**Task objective**
Please return every record below exactly as it stands.

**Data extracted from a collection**

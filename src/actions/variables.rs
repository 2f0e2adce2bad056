//! Variable manipulation actions

use anyhow::{Context as _, bail};
use serde_json::Value;

use crate::engine::registry::ActionUnit;
use crate::engine::store::Scope;

/// `store-value`: evaluate the `value` template and write it to the
/// variable named by `variable` in the scope tagged by `scope`
///
/// A missing tag defaults to the transient tier; an unknown tag drops
/// the write and the run continues.
pub fn store_value() -> ActionUnit {
    ActionUnit::new("store-value", |seq, cache, record| {
        let name = record
            .str_param("variable")
            .context("store-value requires a 'variable' parameter")?;
        let tag = record.int_param("scope").unwrap_or(1);
        let Some(scope) = Scope::from_tag(tag) else {
            tracing::warn!("store-value: unknown scope tag {}; dropping write of '{}'", tag, name);
            seq.advance(cache);
            return Ok(());
        };
        let raw = record.str_param("value").unwrap_or_default();
        let value = seq.evaluate(raw, cache).unwrap_or(Value::Null);

        seq.vars().set(value, scope, name, cache);
        seq.advance(cache);
        Ok(())
    })
}

/// `modify-value`: apply `op` (`set`, `add`, `subtract`) with the
/// evaluated `amount` to an existing variable, then continue
///
/// Arithmetic treats an unset variable as 0.
pub fn modify_value() -> ActionUnit {
    ActionUnit::new("modify-value", |seq, cache, record| {
        let name = record
            .str_param("variable")
            .context("modify-value requires a 'variable' parameter")?;
        let tag = record.int_param("scope").unwrap_or(1);
        let Some(scope) = Scope::from_tag(tag) else {
            tracing::warn!("modify-value: unknown scope tag {}; leaving '{}' untouched", tag, name);
            seq.advance(cache);
            return Ok(());
        };
        let op = record.str_param("op").unwrap_or("set");
        let raw = record.str_param("amount").unwrap_or_default();
        let amount = seq.evaluate(raw, cache).unwrap_or(Value::Null);

        let next = match op {
            "set" => amount,
            "add" | "subtract" => {
                let current = seq
                    .vars()
                    .get(scope, name, cache)
                    .map(|value| value_num(&value))
                    .unwrap_or(0.0);
                let delta = value_num(&amount);
                let result = if op == "add" {
                    current + delta
                } else {
                    current - delta
                };
                number_value(result)
                    .with_context(|| format!("modify-value produced a non-finite result for '{name}'"))?
            }
            other => bail!("modify-value does not understand op '{other}'"),
        };

        seq.vars().set(next, scope, name, cache);
        seq.advance(cache);
        Ok(())
    })
}

/// Numeric coercion for arithmetic amounts
fn value_num(value: &Value) -> f64 {
    match value {
        Value::Number(num) => num.as_f64().unwrap_or(0.0),
        Value::String(text) => text.trim().parse().unwrap_or(0.0),
        Value::Bool(b) => {
            if *b {
                1.0
            } else {
                0.0
            }
        }
        _ => 0.0,
    }
}

/// Store whole results as integers, everything else as floats
fn number_value(x: f64) -> Option<Value> {
    if x.fract() == 0.0 && x >= i64::MIN as f64 && x <= i64::MAX as f64 {
        return Some(Value::Number((x as i64).into()));
    }
    serde_json::Number::from_f64(x).map(Value::Number)
}

#[cfg(test)]
mod tests {
    use super::*;
    use crate::defs::{ActionRecord, SequenceDef, SequenceKind};
    use crate::engine::Engine;
    use crate::engine::cache::InvocationCache;
    use serde_json::json;
    use std::sync::Arc;

    fn run(engine: &Engine, actions: Vec<ActionRecord>) -> InvocationCache {
        let def = Arc::new(SequenceDef::new(SequenceKind::Command, "vars", actions));
        let cache = InvocationCache::builder(def).entity("guild-1").build();
        engine.sequencer().start(&cache);
        cache
    }

    #[test]
    fn store_then_read_back_across_scopes() {
        let engine = Engine::new();
        engine.install(super::super::units());

        let cache = run(
            &engine,
            vec![
                ActionRecord::new("store-value")
                    .with_param("variable", "t")
                    .with_param("scope", 1)
                    .with_param("value", "${7}"),
                ActionRecord::new("store-value")
                    .with_param("variable", "e")
                    .with_param("scope", 2)
                    .with_param("value", "entity-side"),
                ActionRecord::new("store-value")
                    .with_param("variable", "g")
                    .with_param("scope", 3)
                    .with_param("value", "${tempVars(\"t\")}"),
            ],
        );

        assert!(cache.is_finished());
        assert_eq!(engine.vars().get(Scope::Transient, "t", &cache), Some(json!(7)));
        assert_eq!(
            engine.vars().get(Scope::Entity, "e", &cache),
            Some(json!("entity-side"))
        );
        assert_eq!(engine.vars().get(Scope::Global, "g", &cache), Some(json!(7)));
    }

    #[test]
    fn modify_adds_and_subtracts() {
        let engine = Engine::new();
        engine.install(super::super::units());

        let cache = run(
            &engine,
            vec![
                ActionRecord::new("modify-value")
                    .with_param("variable", "count")
                    .with_param("scope", 3)
                    .with_param("op", "add")
                    .with_param("amount", "5"),
                ActionRecord::new("modify-value")
                    .with_param("variable", "count")
                    .with_param("scope", 3)
                    .with_param("op", "subtract")
                    .with_param("amount", "${2}"),
            ],
        );

        assert!(cache.is_finished());
        assert_eq!(engine.vars().get(Scope::Global, "count", &cache), Some(json!(3)));
    }

    #[test]
    fn unknown_op_stalls_with_report() {
        let seen = Arc::new(parking_lot::Mutex::new(Vec::new()));
        let sink = seen.clone();
        let engine = Engine::builder()
            .error_sink(
                move |diagnostic: &str, _detail: &str, _cache: &InvocationCache| {
                    sink.lock().push(diagnostic.to_string());
                },
            )
            .build();
        engine.install(super::super::units());

        let cache = run(
            &engine,
            vec![
                ActionRecord::new("modify-value")
                    .with_param("variable", "x")
                    .with_param("op", "divide")
                    .with_param("amount", "2"),
            ],
        );

        assert!(!cache.is_finished());
        let reports = seen.lock();
        assert_eq!(reports.len(), 1);
        assert_eq!(reports[0], "Error with Command \"vars\", Action #1");
    }

    #[test]
    fn unknown_scope_tag_drops_write_and_continues() {
        let engine = Engine::new();
        engine.install(super::super::units());

        let cache = run(
            &engine,
            vec![
                ActionRecord::new("store-value")
                    .with_param("variable", "x")
                    .with_param("scope", 9)
                    .with_param("value", "lost"),
            ],
        );

        assert!(cache.is_finished());
        for scope in [Scope::Transient, Scope::Entity, Scope::Global] {
            assert_eq!(engine.vars().get(scope, "x", &cache), None);
        }
    }

    #[test]
    fn numeric_coercions() {
        assert_eq!(value_num(&json!(2.5)), 2.5);
        assert_eq!(value_num(&json!("4")), 4.0);
        assert_eq!(value_num(&json!(true)), 1.0);
        assert_eq!(value_num(&json!(null)), 0.0);

        assert_eq!(number_value(2.0), Some(json!(2)));
        assert_eq!(number_value(2.5), Some(json!(2.5)));
        assert_eq!(number_value(f64::NAN), None);
    }
}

**Exercise result**
filename src/actions/variables.rs
repository 2f0e2adce2bad056
//! Variable manipulation actions

use anyhow::{Context as _, bail};
use serde_json::Value;

use crate::engine::registry::ActionUnit;
use crate::engine::store::Scope;

/// `store-value`: evaluate the `value` template and write it to the
/// variable named by `variable` in the scope tagged by `scope`
///
/// A missing tag defaults to the transient tier; an unknown tag drops
/// the write and the run continues.
pub fn store_value() -> ActionUnit {
    ActionUnit::new("store-value", |seq, cache, record| {
        let name = record
            .str_param("variable")
            .context("store-value requires a 'variable' parameter")?;
        let tag = record.int_param("scope").unwrap_or(1);
        let Some(scope) = Scope::from_tag(tag) else {
            tracing::warn!("store-value: unknown scope tag {}; dropping write of '{}'", tag, name);
            seq.advance(cache);
            return Ok(());
        };
        let raw = record.str_param("value").unwrap_or_default();
        let value = seq.evaluate(raw, cache).unwrap_or(Value::Null);

        seq.vars().set(value, scope, name, cache);
        seq.advance(cache);
        Ok(())
    })
}

/// `modify-value`: apply `op` (`set`, `add`, `subtract`) with the
/// evaluated `amount` to an existing variable, then continue
///
/// Arithmetic treats an unset variable as 0.
pub fn modify_value() -> ActionUnit {
    ActionUnit::new("modify-value", |seq, cache, record| {
        let name = record
            .str_param("variable")
            .context("modify-value requires a 'variable' parameter")?;
        let tag = record.int_param("scope").unwrap_or(1);
        let Some(scope) = Scope::from_tag(tag) else {
            tracing::warn!("modify-value: unknown scope tag {}; leaving '{}' untouched", tag, name);
            seq.advance(cache);
            return Ok(());
        };
        let op = record.str_param("op").unwrap_or("set");
        let raw = record.str_param("amount").unwrap_or_default();
        let amount = seq.evaluate(raw, cache).unwrap_or(Value::Null);

        let next = match op {
            "set" => amount,
            "add" | "subtract" => {
                let current = seq
                    .vars()
                    .get(scope, name, cache)
                    .map(|value| value_num(&value))
                    .unwrap_or(0.0);
                let delta = value_num(&amount);
                let result = if op == "add" {
                    current + delta
                } else {
                    current - delta
                };
                number_value(result)
                    .with_context(|| format!("modify-value produced a non-finite result for '{name}'"))?
            }
            other => bail!("modify-value does not understand op '{other}'"),
        };

        seq.vars().set(next, scope, name, cache);
        seq.advance(cache);
        Ok(())
    })
}

/// Numeric coercion for arithmetic amounts
fn value_num(value: &Value) -> f64 {
    match value {
        Value::Number(num) => num.as_f64().unwrap_or(0.0),
        Value::String(text) => text.trim().parse().unwrap_or(0.0),
        Value::Bool(b) => {
            if *b {
                1.0
            } else {
                0.0
            }
        }
        _ => 0.0,
    }
}

/// Store whole results as integers, everything else as floats
fn number_value(x: f64) -> Option<Value> {
    if x.fract() == 0.0 && x >= i64::MIN as f64 && x <= i64::MAX as f64 {
        return Some(Value::Number((x as i64).into()));
    }
    serde_json::Number::from_f64(x).map(Value::Number)
}

#[cfg(test)]
mod tests {
    use super::*;
    use crate::defs::{ActionRecord, SequenceDef, SequenceKind};
    use crate::engine::Engine;
    use crate::engine::cache::InvocationCache;
    use serde_json::json;
    use std::sync::Arc;

    fn run(engine: &Engine, actions: Vec<ActionRecord>) -> InvocationCache {
        let def = Arc::new(SequenceDef::new(SequenceKind::Command, "vars", actions));
        let cache = InvocationCache::builder(def).entity("guild-1").build();
        engine.sequencer().start(&cache);
        cache
    }

    #[test]
    fn store_then_read_back_across_scopes() {
        let engine = Engine::new();
        engine.install(super::super::units());

        let cache = run(
            &engine,
            vec![
                ActionRecord::new("store-value")
                    .with_param("variable", "t")
                    .with_param("scope", 1)
                    .with_param("value", "${7}"),
                ActionRecord::new("store-value")
                    .with_param("variable", "e")
                    .with_param("scope", 2)
                    .with_param("value", "entity-side"),
                ActionRecord::new("store-value")
                    .with_param("variable", "g")
                    .with_param("scope", 3)
                    .with_param("value", "${tempVars(\"t\")}"),
            ],
        );

        assert!(cache.is_finished());
        assert_eq!(engine.vars().get(Scope::Transient, "t", &cache), Some(json!(7)));
        assert_eq!(
            engine.vars().get(Scope::Entity, "e", &cache),
            Some(json!("entity-side"))
        );
        assert_eq!(engine.vars().get(Scope::Global, "g", &cache), Some(json!(7)));
    }

    #[test]
    fn modify_adds_and_subtracts() {
        let engine = Engine::new();
        engine.install(super::super::units());

        let cache = run(
            &engine,
            vec![
                ActionRecord::new("modify-value")
                    .with_param("variable", "count")
                    .with_param("scope", 3)
                    .with_param("op", "add")
                    .with_param("amount", "5"),
                ActionRecord::new("modify-value")
                    .with_param("variable", "count")
                    .with_param("scope", 3)
                    .with_param("op", "subtract")
                    .with_param("amount", "${2}"),
            ],
        );

        assert!(cache.is_finished());
        assert_eq!(engine.vars().get(Scope::Global, "count", &cache), Some(json!(3)));
    }

    #[test]
    fn unknown_op_stalls_with_report() {
        let seen = Arc::new(parking_lot::Mutex::new(Vec::new()));
        let sink = seen.clone();
        let engine = Engine::builder()
            .error_sink(
                move |diagnostic: &str, _detail: &str, _cache: &InvocationCache| {
                    sink.lock().push(diagnostic.to_string());
                },
            )
            .build();
        engine.install(super::super::units());

        let cache = run(
            &engine,
            vec![
                ActionRecord::new("modify-value")
                    .with_param("variable", "x")
                    .with_param("op", "divide")
                    .with_param("amount", "2"),
            ],
        );

        assert!(!cache.is_finished());
        let reports = seen.lock();
        assert_eq!(reports.len(), 1);
        assert_eq!(reports[0], "Error with Command \"vars\", Action #1");
    }

    #[test]
    fn unknown_scope_tag_drops_write_and_continues() {
        let engine = Engine::new();
        engine.install(super::super::units());

        let cache = run(
            &engine,
            vec![
                ActionRecord::new("store-value")
                    .with_param("variable", "x")
                    .with_param("scope", 9)
                    .with_param("value", "lost"),
            ],
        );

        assert!(cache.is_finished());
        for scope in [Scope::Transient, Scope::Entity, Scope::Global] {
            assert_eq!(engine.vars().get(scope, "x", &cache), None);
        }
    }

    #[test]
    fn numeric_coercions() {
        assert_eq!(value_num(&json!(2.5)), 2.5);
        assert_eq!(value_num(&json!("4")), 4.0);
        assert_eq!(value_num(&json!(true)), 1.0);
        assert_eq!(value_num(&json!(null)), 0.0);

        assert_eq!(number_value(2.0), Some(json!(2)));
        assert_eq!(number_value(2.5), Some(json!(2.5)));
        assert_eq!(number_value(f64::NAN), None);
    }
}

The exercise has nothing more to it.